Imagine recovering from a severe injury or surgery, only to find that your body is betraying you by growing bone where it shouldn’t—in your muscles, tendons, or other soft tissues. This painful and debilitating condition, known as heterotopic ossification (HO), affects countless patients, yet its underlying causes have long remained a mystery. But here’s where it gets groundbreaking: researchers have now pinpointed two key proteins that drive this abnormal bone growth, offering hope for new preventive treatments. And this is the part most people miss—these proteins don’t just appear out of nowhere; they’re part of the body’s natural healing process gone awry. Let’s dive into how this discovery could change the game for patients worldwide.
In a study published on January 19, 2026, in Bone Research, a team led by Dr. Benjamin Levi from the University of Texas Southwestern revealed that thrombospondin 1 (TSP1) and thrombospondin 2 (TSP2) play a central role in reshaping damaged tissue to support harmful bone formation. These proteins, typically involved in tissue repair, can inadvertently create an environment conducive to HO when overactive. The findings not only shed light on the molecular mechanisms behind HO but also suggest that blocking these proteins could prevent the condition altogether.

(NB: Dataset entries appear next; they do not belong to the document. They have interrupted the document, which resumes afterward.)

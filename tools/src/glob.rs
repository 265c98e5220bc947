//! Glob pattern compilation shared by the `glob` tool and the file transports.

use globset::{GlobBuilder, GlobSet, GlobSetBuilder};

/// Compile `pattern` (with brace alternatives) into a matcher over paths
/// relative to the search base. `*` does not cross `/`; use `**` for that.
pub fn compile(pattern: &str) -> Result<GlobSet, String> {
    let mut builder = GlobSetBuilder::new();
    for pat in expand_braces(pattern) {
        let glob = GlobBuilder::new(&pat)
            .literal_separator(true)
            .build()
            .map_err(|e| format!("invalid glob pattern '{pat}': {e}"))?;
        builder.add(glob);
    }
    builder
        .build()
        .map_err(|e| format!("failed to compile glob patterns: {e}"))
}

/// Expands brace patterns like `{a,b,c}` into multiple alternatives.
/// Handles nested braces and multiple brace groups.
/// Example: `**/*.{cpp,h}` -> `["**/*.cpp", "**/*.h"]`
#[must_use]
pub fn expand_braces(pattern: &str) -> Vec<String> {
    let mut results = vec![pattern.to_string()];

    loop {
        let mut expanded = false;
        let mut new_results = Vec::new();

        for pat in &results {
            if let Some(expansion) = expand_single_brace(pat) {
                new_results.extend(expansion);
                expanded = true;
            } else {
                new_results.push(pat.clone());
            }
        }

        results = new_results;
        if !expanded {
            break;
        }
    }

    results
}

/// Expands the first (innermost) brace group found in the pattern.
/// Returns None if no braces found.
fn expand_single_brace(pattern: &str) -> Option<Vec<String>> {
    let bytes = pattern.as_bytes();
    let mut brace_start = None;

    for (i, &b) in bytes.iter().enumerate() {
        if b == b'{' {
            brace_start = Some(i);
        } else if b == b'}'
            && let Some(start) = brace_start
        {
            let prefix = &pattern[..start];
            let suffix = &pattern[i + 1..];
            let alternatives = &pattern[start + 1..i];

            return Some(
                alternatives
                    .split(',')
                    .map(|p| format!("{prefix}{p}{suffix}"))
                    .collect(),
            );
        }
    }

    None
}

#[cfg(test)]
mod tests {
    use super::{compile, expand_braces, expand_single_brace};

    #[test]
    fn expand_braces_no_braces() {
        assert_eq!(expand_braces("**/*.rs"), vec!["**/*.rs"]);
    }

    #[test]
    fn expand_braces_multiple_alternatives() {
        let mut result = expand_braces("src/*.{ts,tsx,js}");
        result.sort();
        assert_eq!(result, vec!["src/*.js", "src/*.ts", "src/*.tsx"]);
    }

    #[test]
    fn expand_braces_single_item_removes_braces() {
        assert_eq!(expand_braces("**/*.{rs}"), vec!["**/*.rs"]);
    }

    #[test]
    fn expand_braces_nested() {
        let result = expand_braces("{a{b,c}}");
        assert!(result.contains(&"ab".to_string()));
        assert!(result.contains(&"ac".to_string()));
    }

    #[test]
    fn expand_single_brace_with_prefix_suffix() {
        let result = expand_single_brace("pre{a,b}post").unwrap();
        assert_eq!(result, vec!["preapost", "prebpost"]);
        assert_eq!(expand_single_brace("plain"), None);
    }

    #[test]
    fn star_does_not_cross_directories() {
        let set = compile("*.rs").unwrap();
        assert!(set.is_match("main.rs"));
        assert!(!set.is_match("src/main.rs"));
        let deep = compile("**/*.{rs,toml}").unwrap();
        assert!(deep.is_match("src/main.rs"));
        assert!(deep.is_match("Cargo.toml"));
        assert!(!deep.is_match("README.md"));
    }

    #[test]
    fn invalid_pattern_reports_error() {
        let err = compile("src/[").unwrap_err();
        assert!(err.contains("invalid glob pattern"));
    }
}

But here’s where it gets controversial: While the study shows promising results in animal models, translating these findings to humans isn’t a slam dunk. The research community is divided on how safely and effectively these proteins can be targeted without disrupting normal healing processes. Could we be on the brink of a medical breakthrough, or are we overlooking potential risks? Let’s explore the details.
After injuries like burns, fractures, or major surgeries, the body’s repair system kicks into high gear. Normally, this involves rebuilding healthy muscle and tendon tissue. However, in some cases, this process goes off the rails, leading to bone growth in places it doesn’t belong. This not only causes chronic pain and stiffness but can also require additional surgeries to correct. Despite its impact, the biological triggers of HO have been poorly understood—until now.
Dr. Levi’s team used a mouse model of burn and tendon injury, a common trigger for HO, to track how tissues change during healing. By combining advanced techniques like single-cell RNA sequencing, spatial transcriptomics, and high-resolution imaging, they discovered that TSP1 and TSP2 alter the extracellular matrix (ECM), the scaffolding that supports cells. In normal healing, collagen fibers in the ECM are flexible and loosely arranged. But when TSP1 and TSP2 are active, these fibers become tightly aligned, creating a structure that promotes bone growth.
To test their theory, the researchers studied mice lacking both proteins. The results were striking: collagen fibers remained disorganized, and abnormal bone growth was significantly reduced. Scans confirmed that these mice had far smaller bone deposits in soft tissues, while their normal skeletal development was unaffected. This suggests that targeting TSP1 and TSP2 could prevent HO without harming healthy bone formation.
And this is the part most people miss: The study also identified a regulatory protein called FUBP1, which controls TSP2 production. Reducing FUBP1 levels in lab-grown cells lowered TSP2, weakening the signals that drive tissue remodeling. This dual-protein approach could be a game-changer for HO prevention, but it’s not without challenges. The findings are primarily based on animal models, and further research is needed to confirm their applicability to humans.
“HO can be life-altering for many patients,” says Dr. Levi. “By understanding the roles of TSP1 and TSP2, we hope to develop therapies that prevent HO before it causes permanent damage.” But the question remains: Are we ready to target these proteins in humans, and what unforeseen consequences might arise? Weigh in below—do you think this research could revolutionize HO treatment, or are we moving too fast?
About the Study:
The original paper, titled Thrombospondin 1 and 2 regulate mesenchymal progenitor cell fate and matrix organization, was published in Bone Research (DOI: 10.1038/s41413-025-00493-2). The research was funded by the Department of Defense and the National Institutes of Health, highlighting its significance in addressing trauma-related injuries.
About Dr. Benjamin Levi:
Dr. Levi is a Professor at the Center for Organogenesis, University of Texas Southwestern, and holds the Dr. Lee Hudson–Robert R. Penn Chair in Surgery. With over 15 years of research experience and more than 100 publications, his work focuses on tissue regeneration, stem cell biology, and wound healing.
About University of Texas Southwestern:
A leading academic medical center, UT Southwestern integrates pioneering research with exceptional clinical care. Its faculty includes six Nobel laureates and numerous members of prestigious scientific academies, making it a hub for groundbreaking medical advancements.